** Saved data entries **
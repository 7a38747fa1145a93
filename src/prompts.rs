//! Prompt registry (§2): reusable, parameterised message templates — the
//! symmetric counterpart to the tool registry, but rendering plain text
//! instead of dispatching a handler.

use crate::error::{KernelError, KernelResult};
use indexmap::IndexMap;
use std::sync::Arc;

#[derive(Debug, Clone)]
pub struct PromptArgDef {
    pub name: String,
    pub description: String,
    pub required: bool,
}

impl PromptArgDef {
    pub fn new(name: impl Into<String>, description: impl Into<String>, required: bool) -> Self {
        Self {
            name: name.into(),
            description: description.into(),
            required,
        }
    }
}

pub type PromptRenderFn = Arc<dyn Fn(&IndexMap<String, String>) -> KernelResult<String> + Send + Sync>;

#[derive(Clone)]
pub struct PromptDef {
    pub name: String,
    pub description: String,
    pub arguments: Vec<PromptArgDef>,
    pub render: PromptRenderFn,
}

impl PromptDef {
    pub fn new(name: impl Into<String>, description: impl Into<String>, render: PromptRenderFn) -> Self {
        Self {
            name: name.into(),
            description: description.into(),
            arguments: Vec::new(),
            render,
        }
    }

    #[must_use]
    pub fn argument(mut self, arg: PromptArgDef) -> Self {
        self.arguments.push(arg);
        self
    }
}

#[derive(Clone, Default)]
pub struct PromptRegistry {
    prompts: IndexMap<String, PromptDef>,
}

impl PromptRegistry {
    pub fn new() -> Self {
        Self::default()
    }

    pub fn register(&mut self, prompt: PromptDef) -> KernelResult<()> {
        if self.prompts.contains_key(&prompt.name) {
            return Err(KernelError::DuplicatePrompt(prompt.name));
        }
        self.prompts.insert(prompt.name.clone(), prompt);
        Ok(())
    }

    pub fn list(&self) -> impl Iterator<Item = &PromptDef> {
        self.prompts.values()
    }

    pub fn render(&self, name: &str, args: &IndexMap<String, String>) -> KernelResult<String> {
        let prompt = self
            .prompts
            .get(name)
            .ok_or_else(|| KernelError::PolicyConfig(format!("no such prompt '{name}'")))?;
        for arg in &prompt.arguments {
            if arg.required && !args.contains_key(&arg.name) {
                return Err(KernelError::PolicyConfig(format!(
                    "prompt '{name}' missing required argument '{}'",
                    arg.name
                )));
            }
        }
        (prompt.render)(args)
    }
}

* * *

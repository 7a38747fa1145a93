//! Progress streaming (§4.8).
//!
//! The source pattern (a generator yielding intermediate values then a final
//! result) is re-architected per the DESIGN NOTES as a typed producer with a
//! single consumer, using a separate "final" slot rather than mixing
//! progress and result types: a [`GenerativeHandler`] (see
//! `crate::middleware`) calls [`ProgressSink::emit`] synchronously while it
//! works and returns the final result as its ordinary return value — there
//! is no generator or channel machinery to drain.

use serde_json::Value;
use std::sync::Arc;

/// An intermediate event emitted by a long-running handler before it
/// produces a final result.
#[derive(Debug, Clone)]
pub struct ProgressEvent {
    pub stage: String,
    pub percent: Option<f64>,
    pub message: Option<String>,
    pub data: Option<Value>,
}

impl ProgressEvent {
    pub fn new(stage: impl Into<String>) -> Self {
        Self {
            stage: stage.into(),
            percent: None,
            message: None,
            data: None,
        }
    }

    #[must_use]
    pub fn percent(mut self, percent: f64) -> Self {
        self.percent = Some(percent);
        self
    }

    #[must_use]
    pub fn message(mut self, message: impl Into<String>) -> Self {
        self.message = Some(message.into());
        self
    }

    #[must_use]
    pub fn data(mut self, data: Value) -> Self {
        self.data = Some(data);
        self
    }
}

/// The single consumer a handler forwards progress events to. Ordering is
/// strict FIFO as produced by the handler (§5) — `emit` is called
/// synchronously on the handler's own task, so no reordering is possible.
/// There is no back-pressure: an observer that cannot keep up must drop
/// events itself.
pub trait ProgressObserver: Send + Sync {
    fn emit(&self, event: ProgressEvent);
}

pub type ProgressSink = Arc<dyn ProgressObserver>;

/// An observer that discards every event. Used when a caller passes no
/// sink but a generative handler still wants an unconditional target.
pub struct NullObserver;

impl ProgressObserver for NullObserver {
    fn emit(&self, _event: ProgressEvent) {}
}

** What the task requires **
Where a line of the records includes "that", copy it.

** Response box **
/// There is no back-pressure: an observer that cannot keep up must drop
/// An observer that discards every event. Used when a caller passes no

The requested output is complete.